A Concert in the Gallery

LACMA’s Art & Music concert series has been a staple of our music programming for four years. Each concert finds a connection between the museum’s exhibitions or permanent collection and the music being performed. Typically we hold these concerts in our Bing Theater, but for Saturday night’s performance, in celebration of Renoir in the 20th Century, we’re doing something we’ve never done before—holding the concert inside the Renoir galleries.
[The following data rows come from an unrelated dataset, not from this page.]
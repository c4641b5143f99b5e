use chrono::{DateTime, Utc};
use serde::{Deserialize, Serialize};

#[derive(Debug, Clone, Serialize, Deserialize, sqlx::FromRow)]
pub struct Problem {
    pub id: i64,
    pub title: String,
    pub description: String,
    pub difficulty: String,
}

#[derive(Debug, Clone, Serialize, Deserialize, sqlx::FromRow)]
pub struct TestCase {
    pub id: i64,
    pub problem_id: i64,
    pub input: String,
    pub expected_output: String,
}

#[derive(Debug, Clone, Serialize, Deserialize, sqlx::FromRow)]
pub struct Submission {
    pub id: i64,
    pub problem_id: i64,
    pub source_code: String,
    pub verdict: String,
    pub created_at: DateTime<Utc>,
}

/// A stored similarity hit between two submissions of the same problem.
/// The pair is always ordered so `submission_a < submission_b`.
#[derive(Debug, Clone, Serialize, Deserialize, sqlx::FromRow)]
pub struct PlagiarismReport {
    pub id: i64,
    pub submission_a: i64,
    pub submission_b: i64,
    pub similarity: f64,
    pub jaccard_similarity: f64,
    pub containment_a_in_b: f64,
    pub containment_b_in_a: f64,
    pub created_at: DateTime<Utc>,
}
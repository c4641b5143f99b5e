//! Submission intake as a local saga: an ordered list of steps, each with a
//! compensation. The runner executes steps in order; on the first failure it
//! compensates the already-completed steps in reverse and hands the original
//! error back. Compensation failures are logged, never propagated.

use crate::context::AppContext;
use crate::error::PipelineError;
use anyhow::{Context, Result};
use std::future::Future;
use std::path::PathBuf;
use std::pin::Pin;

pub type StepFuture<'a> = Pin<Box<dyn Future<Output = Result<()>> + Send + 'a>>;

pub struct Step<C> {
    pub name: &'static str,
    pub execute: for<'a> fn(&'a mut C) -> StepFuture<'a>,
    pub compensate: for<'a> fn(&'a mut C) -> StepFuture<'a>,
}

/// Drives the steps; see the module docs for the failure contract.
pub async fn run_saga<C>(ctx: &mut C, steps: &[Step<C>]) -> Result<()> {
    let mut completed = 0;
    for step in steps {
        match (step.execute)(ctx).await {
            Ok(()) => completed += 1,
            Err(err) => {
                tracing::warn!("intake step '{}' failed: {err:#}", step.name);
                for done in steps[..completed].iter().rev() {
                    if let Err(comp_err) = (done.compensate)(ctx).await {
                        tracing::error!(
                            "compensation for '{}' failed: {comp_err:#}",
                            done.name
                        );
                    }
                }
                return Err(err);
            }
        }
    }
    Ok(())
}

struct IntakeCtx<'a> {
    app: &'a AppContext,
    problem_id: i64,
    source_code: &'a str,
    submission_id: Option<i64>,
    stored_file: Option<PathBuf>,
}

/// Accept a submission: persist it, optionally materialize its source on
/// disk, and place its id on both work queues in one atomic push. Either the
/// returned id is fully visible everywhere, or no observable state remains.
pub async fn submit(
    app: &AppContext,
    problem_id: i64,
    source_code: &str,
) -> Result<i64, PipelineError> {
    if source_code.trim().is_empty() {
        return Err(PipelineError::InvalidInput("source code is empty".into()));
    }

    let mut ctx = IntakeCtx {
        app,
        problem_id,
        source_code,
        submission_id: None,
        stored_file: None,
    };
    let steps: [Step<IntakeCtx>; 3] = [
        Step {
            name: "persist submission row",
            execute: persist_row,
            compensate: delete_row,
        },
        Step {
            name: "materialize source file",
            execute: materialize_source,
            compensate: remove_materialized,
        },
        Step {
            name: "enqueue for judging and plagiarism",
            execute: enqueue_both,
            compensate: no_compensation,
        },
    ];

    run_saga(&mut ctx, &steps)
        .await
        .map_err(PipelineError::TransientStorage)?;
    ctx.submission_id.ok_or_else(|| {
        PipelineError::TransientStorage(anyhow::anyhow!("intake finished without an id"))
    })
}

fn persist_row<'a, 'b>(ctx: &'a mut IntakeCtx<'b>) -> StepFuture<'a> {
    Box::pin(async move {
        let id = ctx
            .app
            .db
            .insert_submission(ctx.problem_id, ctx.source_code)
            .await?;
        ctx.submission_id = Some(id);
        tracing::debug!(submission_id = id, "submission row persisted");
        Ok(())
    })
}

fn delete_row<'a, 'b>(ctx: &'a mut IntakeCtx<'b>) -> StepFuture<'a> {
    Box::pin(async move {
        if let Some(id) = ctx.submission_id.take() {
            ctx.app.db.delete_submission(id).await?;
            tracing::debug!(submission_id = id, "submission row rolled back");
        }
        Ok(())
    })
}

/// Best effort: a failed write logs a warning and the saga proceeds; the
/// judge worker falls back to the database row.
fn materialize_source<'a, 'b>(ctx: &'a mut IntakeCtx<'b>) -> StepFuture<'a> {
    Box::pin(async move {
        let Some(dir) = ctx.app.config.submission_storage_path.as_deref() else {
            return Ok(());
        };
        let Some(id) = ctx.submission_id else {
            return Ok(());
        };
        let path = dir.join(format!("{id}.{}", ctx.app.language().extension));
        let written = async {
            tokio::fs::create_dir_all(dir).await?;
            tokio::fs::write(&path, ctx.source_code.as_bytes()).await
        }
        .await;
        match written {
            Ok(()) => ctx.stored_file = Some(path),
            Err(err) => {
                tracing::warn!("failed to materialize source at {}: {err}", path.display());
            }
        }
        Ok(())
    })
}

fn remove_materialized<'a, 'b>(ctx: &'a mut IntakeCtx<'b>) -> StepFuture<'a> {
    Box::pin(async move {
        if let Some(path) = ctx.stored_file.take() {
            tokio::fs::remove_file(&path)
                .await
                .with_context(|| format!("removing materialized source {}", path.display()))?;
        }
        Ok(())
    })
}

fn enqueue_both<'a, 'b>(ctx: &'a mut IntakeCtx<'b>) -> StepFuture<'a> {
    Box::pin(async move {
        let Some(id) = ctx.submission_id else {
            anyhow::bail!("no submission id to enqueue");
        };
        ctx.app.queue.enqueue_submission(id).await
    })
}

fn no_compensation<'a, 'b>(_ctx: &'a mut IntakeCtx<'b>) -> StepFuture<'a> {
    Box::pin(async { Ok(()) })
}

#[cfg(test)]
mod tests {
    use super::*;

    #[derive(Default)]
    struct TraceCtx {
        log: Vec<&'static str>,
        fail_on: Option<&'static str>,
    }

    fn exec_named<'a>(ctx: &'a mut TraceCtx, name: &'static str) -> StepFuture<'a> {
        Box::pin(async move {
            ctx.log.push(name);
            if ctx.fail_on == Some(name) {
                anyhow::bail!("{name} exploded");
            }
            Ok(())
        })
    }

    fn undo_named<'a>(ctx: &'a mut TraceCtx, name: &'static str) -> StepFuture<'a> {
        Box::pin(async move {
            ctx.log.push(name);
            Ok(())
        })
    }

    fn exec_first(ctx: &mut TraceCtx) -> StepFuture<'_> {
        exec_named(ctx, "first")
    }
    fn exec_second(ctx: &mut TraceCtx) -> StepFuture<'_> {
        exec_named(ctx, "second")
    }
    fn exec_third(ctx: &mut TraceCtx) -> StepFuture<'_> {
        exec_named(ctx, "third")
    }
    fn undo_first(ctx: &mut TraceCtx) -> StepFuture<'_> {
        undo_named(ctx, "undo first")
    }
    fn undo_second(ctx: &mut TraceCtx) -> StepFuture<'_> {
        undo_named(ctx, "undo second")
    }
    fn undo_third(ctx: &mut TraceCtx) -> StepFuture<'_> {
        undo_named(ctx, "undo third")
    }

    fn three_steps() -> Vec<Step<TraceCtx>> {
        vec![
            Step {
                name: "first",
                execute: exec_first,
                compensate: undo_first,
            },
            Step {
                name: "second",
                execute: exec_second,
                compensate: undo_second,
            },
            Step {
                name: "third",
                execute: exec_third,
                compensate: undo_third,
            },
        ]
    }

    #[tokio::test]
    async fn success_runs_every_step_once_in_order() {
        let mut ctx = TraceCtx::default();
        run_saga(&mut ctx, &three_steps()).await.unwrap();
        assert_eq!(ctx.log, vec!["first", "second", "third"]);
    }

    #[tokio::test]
    async fn failure_compensates_completed_steps_in_reverse() {
        let mut ctx = TraceCtx {
            fail_on: Some("third"),
            ..Default::default()
        };
        let err = run_saga(&mut ctx, &three_steps()).await.unwrap_err();
        assert!(err.to_string().contains("third"));
        assert_eq!(
            ctx.log,
            vec!["first", "second", "third", "undo second", "undo first"]
        );
    }

    #[tokio::test]
    async fn first_step_failure_compensates_nothing() {
        let mut ctx = TraceCtx {
            fail_on: Some("first"),
            ..Default::default()
        };
        run_saga(&mut ctx, &three_steps()).await.unwrap_err();
        assert_eq!(ctx.log, vec!["first"]);
    }
}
With the exhibition’s focus on Renoir’s later works, the musical choice was quite clear. At that time in France, Debussy and Ravel were composing groundbreaking music that ushered in the Impressionist period in music. Given the confines of the gallery, the acoustics of the room can only accommodate a single instrument, so solo piano was also an obvious choice. While there are a handful of world-class French pianists actively performing today, there is really only one master of that repertoire—Philippe Entremont. The world-renowned pianist and conductor began his piano studies at a young age with Marguerite Long, who was a favored interpreter of the music of Ravel. Entremont has performed recitals of Debussy and Ravel the world over, and we are fortunate to have him fly in from France for this concert. Here’s a video of Entremont performing Debussy’s Sarabande from Suite pour le piano, in 2008.

To be visually surrounded by Renoir’s greatest works circa 1900–1920, and to be musically surrounded by France’s greatest music circa 1900–1920, performed by one of France’s legendary pianists, is going to make for a once-in-a-lifetime experience.